Again, Dooling was let go by his team for nothing and when he was a member, hardly got much playing time. When did he all of a sudden become the second coming? When he signed with the Nets? He's capable of putting the ball in the basket albiet not well and creates very little for teammates. Defensively, he's good but that makes him nothing more than a bench role player.



peg182 said:


> It doesn't even matter if the rookies don't produce much (but come on, at least 1 out of 3 has to contribute something good), losing those players helped us more than they hurt us.
> 
> By the way, it's glaringly obvious nobody, with the exception of MNFL, obviously, has really watched or paid attention to the Nets last season. You all fail.


How do you figure? How do you know that the players your currently have are going to be relevant in the future? Marcus Williams when he was first drafted was ordained the successor to Kidd and where is he now? Exactly.


----------



## mynetsforlife (Dec 27, 2006)

TwinkieFoot said:


> Great defense there; he's not good at it because you say so. Funny how you seem to agree that he was a good defender when he was younger and somehow can't be that same defender under similar circumstances. Newsflash, scoring 20ppg ain't easy in this league especially at the 47% clip he does. It takes a lot out of you especially when your team is neither good at scoring or defending the ball. Alleviate him of his scoring responsibilities and he'd have a lot more energy to dedicate to defense as he's proven to do once before.
> 
> And funny that you "ain't winning games if the opposing SF is burn your best defensive small," like Richard Jefferson. I just find it interesting that your top 3 winning lineups from last season all included RJ. I think that might say something.
> 
> ...


Yup, and Shaq was the center piece of championship teams back then too. And Kerry Kittles was playing. And Kobe had hair. Things change. 

What motivates RJ to be better on the Bucks? He wants to be a scorer now, and get recognition. It's not the scoring that's taken it out of him, it's a lack of effort on defense, because he just doesn't care.


----------



## mynetsforlife (Dec 27, 2006)

TwinkieFoot said:


> When has Bogut proven that? When he does, then maybe you can say that but Redd has and is the man in charge of that team.

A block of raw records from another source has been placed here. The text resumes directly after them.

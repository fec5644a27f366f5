mod common;

use common::{alice, as_owner, bob, calls, deploy, open_core, value_seen, Scripted};
use modtoken_core::model::event::{
    BEFORE_APPROVE_ERC20, BEFORE_BURN_ERC20, BEFORE_MINT_ERC20, BEFORE_MINT_ERC721,
    BEFORE_TRANSFER_ERC20, ON_TOKEN_URI, ROYALTY_INFO,
};
use modtoken_core::{
    open_db_in_memory, Address, CallEnv, CoreError, CoreVariant, ExtensionHost, FungibleToken,
    HandlerMode, HookOutput, MintDirective, NonFungibleToken, Selector,
};

#[test]
fn required_mint_hook_gates_minting() {
    let conn = open_db_in_memory().expect("open db");
    let host = ExtensionHost::new();
    let token = FungibleToken::new(open_core(&conn, &host, CoreVariant::Fungible))
        .expect("fungible token");
    let minter = deploy(
        &host,
        "ext.mint",
        Scripted::new("mint.open").handles(BEFORE_MINT_ERC20, HandlerMode::Required),
    );

    let err = token
        .mint(CallEnv::new(alice()), alice(), 5, &[])
        .expect_err("no mint handler");
    assert!(matches!(
        err,
        CoreError::RequiredHookMissing(event) if event == Selector::from_signature(BEFORE_MINT_ERC20)
    ));

    token.core().install(as_owner(), minter, &[]).expect("install");
    let minted = token
        .mint(CallEnv::new(alice()), alice(), 5, &[])
        .expect("mint through extension");
    assert_eq!(minted, 5);
    assert_eq!(calls(token.core(), minter), 1);
    assert_eq!(token.balance_of(&alice()).expect("balance"), 5);

    token.core().uninstall(as_owner(), minter).expect("uninstall");
    assert!(matches!(
        token.mint(CallEnv::new(alice()), alice(), 5, &[]),
        Err(CoreError::RequiredHookMissing(_))
    ));
    assert_eq!(token.total_supply().expect("supply"), 5);
}

#[test]
fn transfer_slot_moves_between_extensions_only_through_uninstall() {
    let conn = open_db_in_memory().expect("open db");
    let host = ExtensionHost::new();
    let token = FungibleToken::new(open_core(&conn, &host, CoreVariant::Fungible))
        .expect("fungible token");
    let a = deploy(
        &host,
        "ext.a",
        Scripted::new("a").handles(BEFORE_TRANSFER_ERC20, HandlerMode::Optional),
    );
    let b = deploy(
        &host,
        "ext.b",
        Scripted::new("b").handles(BEFORE_TRANSFER_ERC20, HandlerMode::Optional),
    );
    token.core().install(as_owner(), a, &[]).expect("install a");

    assert!(matches!(
        token.core().install(as_owner(), b, &[]),
        Err(CoreError::EventSlotOccupied { handler, .. }) if handler == a
    ));

    token.core().uninstall(as_owner(), a).expect("uninstall a");
    token.core().install(as_owner(), b, &[]).expect("install b");
    token
        .transfer(CallEnv::new(alice()), bob(), 0)
        .expect("zero transfer routes to b");
    assert_eq!(calls(token.core(), a), 0);
    assert_eq!(calls(token.core(), b), 1);
}

#[test]
fn optional_approve_without_handler_makes_no_call() {
    let conn = open_db_in_memory().expect("open db");
    let host = ExtensionHost::new();
    let token = FungibleToken::new(open_core(&conn, &host, CoreVariant::Fungible))
        .expect("fungible token");
    let unrelated = deploy(
        &host,
        "ext.mint",
        Scripted::new("mint").handles(BEFORE_MINT_ERC20, HandlerMode::Required),
    );
    token.core().install(as_owner(), unrelated, &[]).expect("install");

    token
        .approve(CallEnv::new(alice()), bob(), 42)
        .expect("approve without handler");
    assert_eq!(token.allowance(&alice(), &bob()).expect("allowance"), 42);
    assert_eq!(calls(token.core(), unrelated), 0);
}

#[test]
fn burn_revert_reason_reaches_caller_verbatim() {
    let conn = open_db_in_memory().expect("open db");
    let host = ExtensionHost::new();
    let token = FungibleToken::new(open_core(&conn, &host, CoreVariant::Fungible))
        .expect("fungible token");
    let minter = deploy(
        &host,
        "ext.mint",
        Scripted::new("mint").handles(BEFORE_MINT_ERC20, HandlerMode::Required),
    );
    let burner = deploy(
        &host,
        "ext.burn",
        Scripted::new("burn.gate")
            .handles(BEFORE_BURN_ERC20, HandlerMode::Optional)
            .reverting("insufficient eligibility"),
    );
    token.core().install(as_owner(), minter, &[]).expect("install minter");
    token.core().install(as_owner(), burner, &[]).expect("install burner");
    token
        .mint(CallEnv::new(alice()), alice(), 10, &[])
        .expect("mint");

    let err = token
        .burn(CallEnv::new(alice()), alice(), 4, &[])
        .expect_err("burn reverts");
    assert!(matches!(
        &err,
        CoreError::HandlerCallFailed { handler, .. } if *handler == burner
    ));
    assert_eq!(err.revert_reason(), Some("insufficient eligibility"));
    assert_eq!(err.to_string(), "insufficient eligibility");
    assert_eq!(token.balance_of(&alice()).expect("balance"), 10);
    assert_eq!(token.total_supply().expect("supply"), 10);
    // The revert also undid the handler's own bookkeeping.
    assert_eq!(calls(token.core(), burner), 0);
}

#[test]
fn value_is_forwarded_to_payable_handlers_only() {
    let conn = open_db_in_memory().expect("open db");
    let host = ExtensionHost::new();
    let token = FungibleToken::new(open_core(&conn, &host, CoreVariant::Fungible))
        .expect("fungible token");
    let minter = deploy(
        &host,
        "ext.mint",
        Scripted::new("mint.paid").handles(BEFORE_MINT_ERC20, HandlerMode::Required),
    );
    let core = token.core();
    core.credit_native(&alice(), 100).expect("fund alice");

    assert!(matches!(
        token.mint(CallEnv::new(alice()).with_value(30), alice(), 1, &[]),
        Err(CoreError::RequiredHookMissing(_))
    ));
    assert_eq!(core.native_balance_of(&alice()).expect("native"), 100);

    core.install(as_owner(), minter, &[]).expect("install");
    token
        .mint(CallEnv::new(alice()).with_value(30), alice(), 1, &[])
        .expect("paid mint");
    assert_eq!(core.native_balance_of(&alice()).expect("native"), 70);
    assert_eq!(core.native_balance_of(&minter).expect("native"), 30);
    assert_eq!(core.native_balance_of(&core.address()).expect("native"), 0);
    assert_eq!(value_seen(core, minter), 30);

    let err = token
        .transfer(CallEnv::new(alice()).with_value(1), bob(), 1)
        .expect_err("transfer is not payable");
    assert!(matches!(
        err,
        CoreError::NonPayableEvent(event) if event == Selector::from_signature(BEFORE_TRANSFER_ERC20)
    ));

    assert!(matches!(
        token.mint(CallEnv::new(bob()).with_value(5), bob(), 1, &[]),
        Err(CoreError::InsufficientNativeBalance { needed: 5, available: 0, .. })
    ));
}

#[test]
fn mint_handler_can_override_quantity() {
    let conn = open_db_in_memory().expect("open db");
    let host = ExtensionHost::new();
    let token = FungibleToken::new(open_core(&conn, &host, CoreVariant::Fungible))
        .expect("fungible token");
    let capped = deploy(
        &host,
        "ext.cap",
        Scripted::new("mint.cap")
            .handles(BEFORE_MINT_ERC20, HandlerMode::Required)
            .returning(HookOutput::Mint(MintDirective {
                token_id: None,
                quantity: Some(3),
            })),
    );
    token.core().install(as_owner(), capped, &[]).expect("install");

    let minted = token
        .mint(CallEnv::new(alice()), alice(), 100, &[])
        .expect("mint");
    assert_eq!(minted, 3);
    assert_eq!(token.balance_of(&alice()).expect("balance"), 3);
}

#[test]
fn malformed_handler_result_fails_operation() {
    let conn = open_db_in_memory().expect("open db");
    let host = ExtensionHost::new();
    let token = FungibleToken::new(open_core(&conn, &host, CoreVariant::Fungible))
        .expect("fungible token");
    let odd = deploy(
        &host,
        "ext.odd",
        Scripted::new("odd")
            .handles(BEFORE_APPROVE_ERC20, HandlerMode::Optional)
            .returning(HookOutput::TokenUri {
                uri: "ipfs://nope".to_string(),
            }),
    );
    token.core().install(as_owner(), odd, &[]).expect("install");

    assert!(matches!(
        token.approve(CallEnv::new(alice()), bob(), 1),
        Err(CoreError::MalformedHandlerResult { handler, .. }) if handler == odd
    ));
    assert_eq!(token.allowance(&alice(), &bob()).expect("allowance"), 0);
}

#[test]
fn view_events_resolve_without_side_effects() {
    let conn = open_db_in_memory().expect("open db");
    let host = ExtensionHost::new();
    let nft = NonFungibleToken::new(open_core(&conn, &host, CoreVariant::NonFungible))
        .expect("nft token");
    let minter = deploy(
        &host,
        "ext.mint721",
        Scripted::new("mint.open").handles(BEFORE_MINT_ERC721, HandlerMode::Required),
    );
    let metadata = deploy(
        &host,
        "ext.uri",
        Scripted::new("uri.static")
            .handles(ON_TOKEN_URI, HandlerMode::Required)
            .returning(HookOutput::TokenUri {
                uri: "ipfs://collection/0".to_string(),
            }),
    );
    nft.core().install(as_owner(), minter, &[]).expect("install minter");
    nft.mint(CallEnv::new(alice()), alice(), 1, &[]).expect("mint");

    assert!(matches!(
        nft.token_uri(0),
        Err(CoreError::RequiredHookMissing(_))
    ));
    nft.core().install(as_owner(), metadata, &[]).expect("install uri");
    assert_eq!(nft.token_uri(0).expect("uri"), "ipfs://collection/0");
    assert_eq!(calls(nft.core(), metadata), 0);

    assert_eq!(
        nft.royalty_info(0, 1_000).expect("royalty"),
        (Address::ZERO, 0)
    );
}

#[test]
fn view_handlers_cannot_write_state() {
    let conn = open_db_in_memory().expect("open db");
    let host = ExtensionHost::new();
    let nft = NonFungibleToken::new(open_core(&conn, &host, CoreVariant::NonFungible))
        .expect("nft token");
    let artist = Address::derive("artist");
    let royalty = deploy(
        &host,
        "ext.royalty",
        Scripted::new("royalty.flat")
            .handles(ROYALTY_INFO, HandlerMode::Optional)
            .returning(HookOutput::Royalty {
                receiver: artist,
                amount: 50,
            }),
    );
    let writer = deploy(
        &host,
        "ext.writer",
        Scripted::new("uri.writer")
            .handles(ON_TOKEN_URI, HandlerMode::Required)
            .writing_in_views()
            .returning(HookOutput::TokenUri {
                uri: "ipfs://x".to_string(),
            }),
    );
    nft.core().install(as_owner(), royalty, &[]).expect("install royalty");
    nft.core().install(as_owner(), writer, &[]).expect("install writer");

    assert_eq!(nft.royalty_info(7, 1_000).expect("royalty"), (artist, 50));

    let minter = deploy(
        &host,
        "ext.mint721",
        Scripted::new("mint.open").handles(BEFORE_MINT_ERC721, HandlerMode::Required),
    );
    nft.core().install(as_owner(), minter, &[]).expect("install minter");
    nft.mint(CallEnv::new(alice()), alice(), 1, &[]).expect("mint");

    let err = nft.token_uri(0).expect_err("view write rejected");
    assert_eq!(err.revert_reason(), Some("state is read-only in view calls"));
    assert_eq!(
        nft.core()
            .extension_state(&writer, b"scratch")
            .expect("state"),
        None
    );
}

Bogut put up 14/10/2 in his 3rd season. He's a beast down low. 14 points, on 11 shots per game. That's impressive. Very much so.


----------



## mynetsforlife (Dec 27, 2006)

TwinkieFoot said:


> Francis saved them $30 million in the process. You also seem to forget that Channing Frye was included in the deal and is actually better than anything you currently have to offer in your front court (aside from Yi who I think is awesome).


Frye is better than Boone? Seriously? Anderson will be better this year, and if Brook puts it together so will he. 


> When did 47% become "terrible?" Yao Ming shot 50% from the field last year and is considered a top tier low post scorer. All of a sudden now 3% makes a world of difference between all-star and hopeless bum? This sort of reasoning is nearly moronic. The fact of the matter is that your a good scorer if you can covert in the ballpark of half your shots.


46%, in his BEST season. He shot 43 the year before.


> Apparently you don't either because you haven't explain yourself. It doesn't matter either way because Jason Collins is going nowhere but to the unemployment line in a few years.
> 
> Could I post everything in one post? Yeah. Will I? No. Nice chatting with you though.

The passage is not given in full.